The government had already instituted temperature checks for West Africans arriving at Kennedy International in New York, Newark Liberty International, Washington Dulles International, O’Hare International in Chicago, and Hartsfield-Jackson International in Atlanta. The five airports already account for 94 percent of all arrivals from the affected countries — Liberia, Sierra Leone and Guinea. A fever is one symptom of the disease and an indication that the person could be contagious.
Mr. Johnson said airlines were working to reroute passengers who had been scheduled to arrive at other airports. Some members of Congress have been pressing for a travel ban from those countries.
But Representative Robert W. Goodlatte of Virginia, the Republican chairman of the House Judiciary Committee, said the administration must do more to protect Americans. “President Obama has a real solution at his disposal under current law and can use it at any time to temporarily ban foreign nationals from entering the United States from Ebola-ravaged countries,” Mr. Goodlatte said.
The Department of Homeland Security said Tuesday that 562 travelers had undergone screening at the five airports; none had tested positive for Ebola.

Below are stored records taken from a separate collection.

//! Page record types.

use chrono::{DateTime, Utc};
use serde::{Deserialize, Serialize};

/// A PmWiki page record: metadata plus the raw page body.
#[derive(Debug, Clone, Serialize, Deserialize)]
pub struct PageRecord {
    /// Page metadata (name, site, author, timestamps)
    pub metadata: PageMetadata,

    /// Raw page body from the `text=` field, still in wiki markup
    pub body: String,
}

impl PageRecord {
    /// Create a record from metadata and body.
    pub fn new(metadata: PageMetadata, body: impl Into<String>) -> Self {
        Self {
            metadata,
            body: body.into(),
        }
    }

    /// Check if the page body is empty.
    pub fn is_empty(&self) -> bool {
        self.body.trim().is_empty()
    }
}

/// Page metadata used to name and annotate output files.
///
/// The conversion pipeline never looks at this; it only travels alongside
/// the body to the writer.
#[derive(Debug, Clone, Default, PartialEq, Serialize, Deserialize)]
pub struct PageMetadata {
    /// Full page name as stored in the record (e.g., "Main.HomePage")
    pub name: String,

    /// Wiki group, used as the per-site output directory
    pub site: String,

    /// Page name without the group
    pub page: String,

    /// Display title
    pub title: String,

    /// Last author
    pub author: Option<String>,

    /// Creation time (`ctime`)
    pub created: Option<DateTime<Utc>>,

    /// Last modification time (`time`)
    pub updated: Option<DateTime<Utc>>,
}

impl PageMetadata {
    /// Create metadata from a full `Group.Page` name.
    ///
    /// The title defaults to the page part of the name.
    pub fn from_name(name: impl Into<String>) -> Self {
        let name = name.into();
        let (site, page) = match name.split_once('.') {
            Some((site, page)) => (site.to_string(), page.to_string()),
            None => (String::new(), name.clone()),
        };
        Self {
            title: page.clone(),
            name,
            site,
            page,
            ..Default::default()
        }
    }

    /// Convert metadata to YAML frontmatter format.
    pub fn to_yaml_frontmatter(&self) -> String {
        let mut lines = vec!["---".to_string()];

        lines.push(format!("title: \"{}\"", escape_yaml(&self.title)));
        lines.push(format!("site: \"{}\"", escape_yaml(&self.site)));
        if let Some(ref author) = self.author {
            lines.push(format!("author: \"{}\"", escape_yaml(author)));
        }
        if let Some(ref created) = self.created {
            lines.push(format!("created: {}", created.to_rfc3339()));
        }
        if let Some(ref updated) = self.updated {
            lines.push(format!("updated: {}", updated.to_rfc3339()));
        }

        lines.push("---".to_string());
        lines.push(String::new());

        lines.join("\n")
    }
}

/// Escape special characters for YAML strings.
fn escape_yaml(s: &str) -> String {
    s.replace('\\', "\\\\")
        .replace('"', "\\\"")
        .replace('\n', "\\n")
}

#[cfg(test)]
mod tests {
    use super::*;
    use chrono::TimeZone;

    #[test]
    fn test_from_name_with_group() {
        let metadata = PageMetadata::from_name("MyrinSankarit.Alvan-Orm");
        assert_eq!(metadata.site, "MyrinSankarit");
        assert_eq!(metadata.page, "Alvan-Orm");
        assert_eq!(metadata.title, "Alvan-Orm");
    }

    #[test]
    fn test_from_name_without_group() {
        let metadata = PageMetadata::from_name("Orphan");
        assert_eq!(metadata.site, "");
        assert_eq!(metadata.page, "Orphan");
    }

    #[test]
    fn test_metadata_frontmatter() {
        let mut metadata = PageMetadata::from_name("Main.HomePage");
        metadata.title = "Home \"Page\"".to_string();
        metadata.author = Some("Abel".to_string());
        metadata.updated = Some(Utc.timestamp_opt(1_700_000_000, 0).unwrap());

        let yaml = metadata.to_yaml_frontmatter();
        assert!(yaml.starts_with("---\n"));
        assert!(yaml.contains("title: \"Home \\\"Page\\\"\""));
        assert!(yaml.contains("site: \"Main\""));
        assert!(yaml.contains("author: \"Abel\""));
        assert!(yaml.contains("updated: 2023-11-14T22:13:20+00:00"));
        assert!(!yaml.contains("created:"));
        assert!(yaml.ends_with("---\n"));
    }

    #[test]
    fn test_record_is_empty() {
        let record = PageRecord::new(PageMetadata::from_name("Main.Blank"), "  \n");
        assert!(record.is_empty());
    }
}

Experts cautioned that the temperature checks would almost certainly not have detected that Thomas Eric Duncan had Ebola before he entered the country from Liberia. The disease typically incubates for eight to 10 days before symptoms, including fever, develop.
American health officials believe Mr. Duncan did not have a fever when he arrived in the United States, a view seconded by his family. Mr. Duncan died of the disease on Oct. 8 at Texas Health Presbyterian Hospital in Dallas. Two nurses who treated Mr. Duncan — Nina Pham and Amber Joy Vinson — are now being treated for Ebola. Ms. Pham’s status was upgraded on Tuesday to good from fair by the National Institutes of Health.
Officials in Dallas announced Monday that 43 of the people who had direct or indirect contact with Mr. Duncan were declared Ebola-free and could return to work and school. Another group is still being monitored, including nurses and other hospital workers as well as passengers on airline flights that Ms. Vinson took between Cleveland and Dallas before she was found to have Ebola.
In Dallas, Timothy Wayne, 13, returned to class at Sam Tasby Middle School after a three-week absence. His mother is Louise Troh, Mr. Duncan’s fiancée. Timothy, his mother and two others who lived with them had been under a state-ordered quarantine.